She laughed again, a little tremulously. Suddenly she began to see what she had never quite seen before. Poor Daniel cared for her! She was afraid that he cared more than she had dreamed. It touched her so much that her eyes misted.

“Nightmare? Not a bit of it. I tell you what to do, Virginia—when you’re through with it let me have it. I’ll hang it up over my desk when I want an inspiration. A poor lawyer needs an inspiration. The law’s as dry as dust.”

She lifted her eyes reluctantly but smilingly to him. She had almost been afraid to meet them, but she was not now. Dan’s look was just the same look he had always given her—and she had never understood!

“I’ll give it to you for a waste-paper basket,” she said gaily.

Then she stopped, her hand on the stone gate-post of the old church.
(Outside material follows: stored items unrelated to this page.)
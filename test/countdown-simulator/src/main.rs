use std::process;
use std::sync::atomic::Ordering;
use std::sync::Arc;
use std::time::Duration;

use anyhow::Context;
use clap::Parser;
use countdown_d::config::DeviceConfig;
use countdown_d::control_loop::{Collaborators, ControlLoop};
use countdown_d::network::NetworkCandidate;
use countdown_d::resync::BoundedWait;
use countdown_d::SHUTDOWN_REQUESTED;
use countdown_snapshot::{SnapshotReader, StatusSnapshot};
use jiff::civil::DateTime;
use tracing::{error, info};
use tracing_subscriber::EnvFilter;

mod sim;

use sim::{
    CountingWriter, SimBattery, SimClock, SimDisplay, SimNetwork, SimTimeSource, Stats,
    VirtualTime,
};

/// Runs the countdown control loop against simulated hardware, on a virtual clock.
///
/// Days of device life are simulated in a fraction of a second. The panel content is printed on
/// stdout whenever it changes, and the last published status is printed as JSON at the end.
#[derive(Parser, Debug)]
#[command(author, name = "countdown-simulator", version, about, long_about = None)]
struct Cli {
    /// Local date and time when the device is powered on.
    #[arg(long, default_value = "2025-12-20T08:00:00")]
    start: DateTime,

    /// Length of the simulation, in hours.
    #[arg(long, default_value_t = 48.0)]
    hours: f64,

    /// SSID of a configured network, in order of preference.
    #[arg(long = "network", default_value = "home")]
    networks: Vec<String>,

    /// SSID of a configured network that never associates.
    #[arg(long)]
    unreachable: Vec<String>,

    /// Number of association attempts dropped before the radio behaves.
    #[arg(long, default_value_t = 0)]
    flaky: u32,

    /// Run without a fuel gauge.
    #[arg(long)]
    no_battery: bool,

    /// State of charge at power on.
    #[arg(long, default_value_t = 60.0)]
    battery_percent: f64,

    /// Discharge rate, in percent per hour.
    #[arg(long, default_value_t = 2.0)]
    drain_per_hour: f64,

    /// Hours after power on when a charger is plugged in.
    #[arg(long)]
    charger_after_hours: Option<f64>,

    /// Charge rate once the charger is plugged in, in percent per hour.
    #[arg(long, default_value_t = 25.0)]
    charge_per_hour: f64,
}

/// What came out of a simulation.
#[derive(Debug)]
struct Summary {
    stats: Arc<Stats>,
    status: Arc<StatusSnapshot>,
    generation: u64,
    elapsed_millis: u64,
}

fn device_config(args: &Cli) -> DeviceConfig {
    DeviceConfig {
        networks: args
            .networks
            .iter()
            .map(|ssid| NetworkCandidate {
                ssid: ssid.clone(),
                password: String::from("simulated"),
            })
            .collect(),
        // The simulated radio advances the virtual clock itself on every poll.
        connect_wait: BoundedWait::new(20, Duration::ZERO),
        sync_wait: BoundedWait::new(20, Duration::ZERO),
        http_listen: None,
        battery_sysfs: None,
        ..DeviceConfig::default()
    }
}

fn simulate(args: &Cli) -> anyhow::Result<Summary> {
    if !(args.hours > 0.0) {
        anyhow::bail!("the simulation must last a positive number of hours");
    }
    SHUTDOWN_REQUESTED.store(false, Ordering::SeqCst);

    let length = Duration::try_from_secs_f64(args.hours * 3600.0)
        .context("the simulation is too long")?;
    let time = VirtualTime::new(length);
    let stats = Arc::new(Stats::default());

    let power = (!args.no_battery).then(|| SimBattery {
        time: time.clone(),
        initial_percent: args.battery_percent.clamp(0.0, 100.0),
        drain_per_hour: args.drain_per_hour,
        charge_per_hour: args.charge_per_hour,
        charger_after_hours: args.charger_after_hours,
        stats: stats.clone(),
    });
    let parts = Collaborators {
        time_source: SimTimeSource {
            time: time.clone(),
            epoch: args.start,
            synced: false,
            stats: stats.clone(),
        },
        network: SimNetwork {
            time: time.clone(),
            unreachable: args.unreachable.clone(),
            flaky_attempts: args.flaky,
            associated: None,
        },
        power,
        display: SimDisplay {
            time: time.clone(),
            shown: None,
            stats: stats.clone(),
        },
        clock: SimClock { time: time.clone() },
    };

    let (writer, reader) = countdown_snapshot::channel(StatusSnapshot::default());
    let writer = CountingWriter {
        inner: writer,
        stats: stats.clone(),
    };

    info!("Simulating {} hours from {}", args.hours, args.start);
    let mut control_loop = ControlLoop::new(device_config(args), parts, writer);
    let result = control_loop.run();
    SHUTDOWN_REQUESTED.store(false, Ordering::SeqCst);
    result?;

    Ok(summarize(stats, &reader, &time))
}

fn summarize(stats: Arc<Stats>, reader: &SnapshotReader, time: &VirtualTime) -> Summary {
    let (generation, status) = reader.load();
    Summary {
        stats,
        status,
        generation,
        elapsed_millis: time.now_millis(),
    }
}

fn main() {
    let args = Cli::parse();
    let filter = EnvFilter::try_from_default_env().unwrap_or_else(|_| EnvFilter::new("info"));
    tracing_subscriber::fmt()
        .with_env_filter(filter)
        .with_writer(std::io::stderr)
        .init();

    let summary = match simulate(&args) {
        Ok(summary) => summary,
        Err(e) => {
            error!("Simulation failed: {:#}", e);
            process::exit(1);
        }
    };

    info!(
        elapsed = ?Duration::from_millis(summary.elapsed_millis),
        syncs = summary.stats.syncs.load(Ordering::SeqCst),
        suspends = summary.stats.suspends.load(Ordering::SeqCst),
        publications = summary.stats.publications.load(Ordering::SeqCst),
        frames = summary.stats.frames.load(Ordering::SeqCst),
        generation = summary.generation,
        "Simulation complete"
    );
    match summary.status.report().to_json() {
        Ok(json) => println!("{}", json),
        Err(e) => {
            error!("Failed to serialize the last status: {}", e);
            process::exit(1);
        }
    }
}

#[cfg(test)]
mod t_main {
    use countdown_snapshot::BatteryClassification;
    use serial_test::serial;

    use super::*;

    fn args(extra: &[&str]) -> Cli {
        let mut argv = vec!["countdown-simulator"];
        argv.extend_from_slice(extra);
        Cli::parse_from(argv)
    }

    #[test]
    #[serial]
    fn test_counts_down_across_christmas() {
        let summary =
            simulate(&args(&["--start", "2025-12-24T08:00:00", "--hours", "48", "--no-battery"]))
                .unwrap();

        let countdown = summary.status.countdown;
        assert_eq!(countdown.target_year, 2026);
        assert_eq!(countdown.days_remaining, 364);
        assert!(!countdown.is_target_day);
        assert_eq!(summary.status.clock.day, 26);
        assert!(summary.status.battery.is_none());
        assert_eq!(summary.status.network.ssid, "home");

        // One sync at power on, then one an hour.
        assert!(summary.stats.syncs.load(Ordering::SeqCst) >= 47);
        assert_eq!(summary.stats.suspends.load(Ordering::SeqCst), 0);
        assert_eq!(
            u64::from(summary.stats.publications.load(Ordering::SeqCst)),
            summary.generation
        );
    }

    #[test]
    #[serial]
    fn test_falls_back_to_reachable_network() {
        let summary = simulate(&args(&[
            "--hours",
            "2",
            "--network",
            "cafe",
            "--network",
            "home",
            "--unreachable",
            "cafe",
            "--flaky",
            "1",
            "--no-battery",
        ]))
        .unwrap();

        assert_eq!(summary.status.network.ssid, "home");
        assert_eq!(summary.status.network.ip, "10.0.0.42");
        assert_eq!(summary.status.countdown.days_remaining, 5);
    }

    #[test]
    #[serial]
    fn test_never_synchronized_without_network() {
        let summary = simulate(&args(&[
            "--hours",
            "3",
            "--unreachable",
            "home",
            "--no-battery",
        ]))
        .unwrap();

        assert_eq!(summary.stats.syncs.load(Ordering::SeqCst), 0);
        assert_eq!(summary.status.countdown.days_remaining, 0);
        assert_eq!(summary.status.clock.year, 0);
    }

    #[test]
    #[serial]
    fn test_deep_discharge_suspends_until_charged() {
        let summary = simulate(&args(&[
            "--start",
            "2025-12-01T08:00:00",
            "--hours",
            "24",
            "--battery-percent",
            "10",
            "--drain-per-hour",
            "1",
            "--charger-after-hours",
            "12",
        ]))
        .unwrap();

        // Protected around 4.5 hours in, then suspended again every hour until charged.
        assert!(summary.stats.suspends.load(Ordering::SeqCst) >= 7);

        let battery = summary.status.battery.unwrap();
        assert_eq!(battery.classification, BatteryClassification::Charged);
        assert_eq!(battery.reading.percent, 100);
        assert_eq!(summary.status.countdown.days_remaining, 23);
    }

    #[test]
    fn test_rejects_empty_simulation() {
        assert!(simulate(&args(&["--hours", "0"])).is_err());
    }
}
They had been walking slowly through the lane, and Daniel halted, surprised.

“Going in here, Virginia?”

She smiled.

“Yes. There’s to be a Sunday-school festival. Besides, they’ve just cleaned up the church. I took all our prayer-books away for the refurbishing; now I’m going to put them back in the pew.”
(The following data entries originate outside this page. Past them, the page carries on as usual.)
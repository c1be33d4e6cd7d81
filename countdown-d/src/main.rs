// Copyright Christmas Countdown Developers. All Rights Reserved.
// SPDX-License-Identifier: GPL-2.0-only

use std::path::PathBuf;
use std::process;
use std::time::Duration;

use clap::{Parser, ValueEnum};
use tracing::{error, Level};
use tracing_subscriber::EnvFilter;

use countdown_d::config::{
    parse_brightness, parse_display_address, parse_network_candidate, DeviceConfig,
    DEFAULT_BATTERY_SYSFS, DEFAULT_DISPLAY_ADDRESS, DEFAULT_HOSTNAME, DEFAULT_HTTP_LISTEN,
    DEFAULT_NTP_SERVER, MAX_DISPLAY_BRIGHTNESS,
};
use countdown_d::network::NetworkCandidate;
use countdown_d::run;

#[derive(Debug, Copy, Clone, PartialEq, Eq, ValueEnum)]
enum LogFormat {
    Text,
    Json,
}

#[derive(Debug, Copy, Clone, PartialEq, Eq, ValueEnum)]
enum LogLevel {
    Trace,
    Debug,
    Info,
    Warn,
    Error,
}

impl From<LogLevel> for Level {
    fn from(level: LogLevel) -> Self {
        match level {
            LogLevel::Trace => Level::TRACE,
            LogLevel::Debug => Level::DEBUG,
            LogLevel::Info => Level::INFO,
            LogLevel::Warn => Level::WARN,
            LogLevel::Error => Level::ERROR,
        }
    }
}

/// Count down the days to Christmas on a four digit display.
#[derive(Parser, Debug)]
#[command(author, version, about, long_about = None)]
struct Cli {
    /// A network to join, as SSID:PASSWORD. Repeat to list fallbacks, tried in order.
    #[arg(long = "network", value_name = "SSID:PASSWORD", value_parser = parse_network_candidate)]
    networks: Vec<NetworkCandidate>,

    /// Hostname announced on the network.
    #[arg(long, default_value = DEFAULT_HOSTNAME)]
    hostname: String,

    /// I2C address of the display, decimal or 0x-prefixed hexadecimal.
    #[arg(long, value_parser = parse_display_address, default_value_t = DEFAULT_DISPLAY_ADDRESS)]
    display_address: u8,

    /// Display brightness, 0 to 15.
    #[arg(long, value_parser = parse_brightness, default_value_t = MAX_DISPLAY_BRIGHTNESS)]
    display_brightness: u8,

    /// NTP server to synchronize with.
    #[arg(long, default_value = DEFAULT_NTP_SERVER)]
    ntp_server: String,

    /// Offset of local standard time from UTC, in seconds.
    #[arg(long, default_value_t = 0, allow_negative_numbers = true)]
    gmt_offset: i32,

    /// Daylight saving offset, in seconds.
    #[arg(long, default_value_t = 0, allow_negative_numbers = true)]
    dst_offset: i32,

    /// Address to serve the status page on.
    #[arg(long, default_value = DEFAULT_HTTP_LISTEN)]
    http_listen: String,

    /// Do not serve the status page.
    #[arg(long)]
    no_http: bool,

    /// Fuel gauge directory in sysfs. Battery protection is disabled if it does not exist.
    #[arg(long, default_value = DEFAULT_BATTERY_SYSFS)]
    battery_sysfs: PathBuf,

    /// Seconds between two ticks of the control loop.
    #[arg(long, default_value_t = 60)]
    tick_interval: u64,

    /// Seconds between two periodic resyncs.
    #[arg(long, default_value_t = 3600)]
    resync_interval: u64,

    /// Format of the log lines.
    #[arg(long, value_enum, default_value_t = LogFormat::Text)]
    log_format: LogFormat,

    /// Most verbose level logged, unless RUST_LOG is set.
    #[arg(short = 'L', long, value_enum, default_value_t = LogLevel::Info)]
    level: LogLevel,
}

impl Cli {
    fn into_config(self) -> DeviceConfig {
        DeviceConfig {
            networks: self.networks,
            hostname: self.hostname,
            display_address: self.display_address,
            display_brightness: self.display_brightness,
            ntp_server: self.ntp_server,
            gmt_offset_secs: self.gmt_offset,
            dst_offset_secs: self.dst_offset,
            tick_interval: Duration::from_secs(self.tick_interval),
            resync_interval: Duration::from_secs(self.resync_interval),
            http_listen: (!self.no_http).then_some(self.http_listen),
            battery_sysfs: Some(self.battery_sysfs),
            ..Default::default()
        }
    }
}

fn init_tracing(format: LogFormat, level: LogLevel) {
    let filter = EnvFilter::try_from_default_env()
        .unwrap_or_else(|_| EnvFilter::new(Level::from(level).as_str()));
    let builder = tracing_subscriber::fmt()
        .with_env_filter(filter)
        .with_writer(std::io::stderr)
        .with_target(false);

    match format {
        LogFormat::Text => builder.init(),
        LogFormat::Json => builder.json().init(),
    }
}

// christmas-countdownd entry point.
fn main() {
    let args = Cli::parse();
    init_tracing(args.log_format, args.level);

    let config = args.into_config();
    if config.networks.is_empty() {
        tracing::warn!("No network configured, the time can never be synchronized");
    }

    if let Err(e) = run(config) {
        error!("{:#}", e);
        process::exit(1);
    }
}
// Copyright Christmas Countdown Developers. All Rights Reserved.
// SPDX-License-Identifier: GPL-2.0-only

//! Network link management.

use std::io;
use std::net::{IpAddr, Ipv4Addr, SocketAddr};

use socket2::{Domain, Protocol, Socket, Type};
use tracing::{debug, info};

/// Documentation address (TEST-NET-1) used to look up the default route. Connecting a datagram
/// socket sends nothing on the wire.
pub const DEFAULT_ROUTE_PROBE: SocketAddr =
    SocketAddr::new(IpAddr::V4(Ipv4Addr::new(192, 0, 2, 1)), 9);

/// A network the device may join, in order of preference.
#[derive(Debug, Clone, PartialEq, Eq)]
pub struct NetworkCandidate {
    pub ssid: String,
    pub password: String,
}

/// State of the network link.
#[derive(Debug, Clone, PartialEq, Eq)]
pub enum LinkStatus {
    Connected { ssid: String, ip: String, rssi: i32 },
    Disconnected,
}

impl LinkStatus {
    pub fn is_connected(&self) -> bool {
        matches!(self, LinkStatus::Connected { .. })
    }
}

/// The network interface of the device.
///
/// Joining a network is asynchronous: `begin` starts the association and the caller polls
/// `current_status` until the link comes up or it gives up.
#[cfg_attr(any(test, feature = "test"), mockall::automock)]
pub trait NetworkAdapter: Send {
    fn set_hostname(&mut self, hostname: &str);

    fn begin(&mut self, candidate: &NetworkCandidate);

    fn current_status(&self) -> LinkStatus;

    fn disconnect(&mut self);
}

/// Network adapter for a host where the operating system already manages the links.
///
/// "Joining" a candidate only records its name. The link is reported up whenever the host has a
/// route to `probe`, along with the local address that route goes through. Hosts do not expose
/// a signal strength, it is always reported as 0 dBm.
#[derive(Debug)]
pub struct HostNetwork {
    probe: SocketAddr,
    hostname: Option<String>,
    joined: Option<String>,
}

impl HostNetwork {
    pub fn new(probe: SocketAddr) -> HostNetwork {
        HostNetwork {
            probe,
            hostname: None,
            joined: None,
        }
    }

    pub fn hostname(&self) -> Option<&str> {
        self.hostname.as_deref()
    }
}

impl Default for HostNetwork {
    fn default() -> Self {
        HostNetwork::new(DEFAULT_ROUTE_PROBE)
    }
}

/// Return the local address the host would use to reach `probe`.
fn local_address_towards(probe: SocketAddr) -> io::Result<IpAddr> {
    let socket = Socket::new(Domain::for_address(probe), Type::DGRAM, Some(Protocol::UDP))?;
    socket.connect(&probe.into())?;
    socket
        .local_addr()?
        .as_socket()
        .map(|addr| addr.ip())
        .ok_or_else(|| io::Error::new(io::ErrorKind::Other, "not an inet socket address"))
}

impl NetworkAdapter for HostNetwork {
    fn set_hostname(&mut self, hostname: &str) {
        info!("Hostname set to: {}", hostname);
        self.hostname = Some(hostname.to_string());
    }

    fn begin(&mut self, candidate: &NetworkCandidate) {
        self.joined = Some(candidate.ssid.clone());
    }

    fn current_status(&self) -> LinkStatus {
        let Some(ssid) = &self.joined else {
            return LinkStatus::Disconnected;
        };

        match local_address_towards(self.probe) {
            Ok(ip) => LinkStatus::Connected {
                ssid: ssid.clone(),
                ip: ip.to_string(),
                rssi: 0,
            },
            Err(e) => {
                debug!(error = ?e, "No route towards {}", self.probe);
                LinkStatus::Disconnected
            }
        }
    }

    fn disconnect(&mut self) {
        self.joined = None;
    }
}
As she spoke, he glanced down at the armful of books she held. He had been to church with the Denbighs more than once, and he remembered the colonel’s big prayer-book and hymnal and the books for their guests. He had used that old red one himself. Then his eye fell upon two smaller ones of brown morocco with Virginia’s monogram on the clasp of the case.

“You’re still carrying your old set, Virginia,” he remarked thoughtfully. Here was a chance for a gift, perhaps. “They’re worn at the edges.”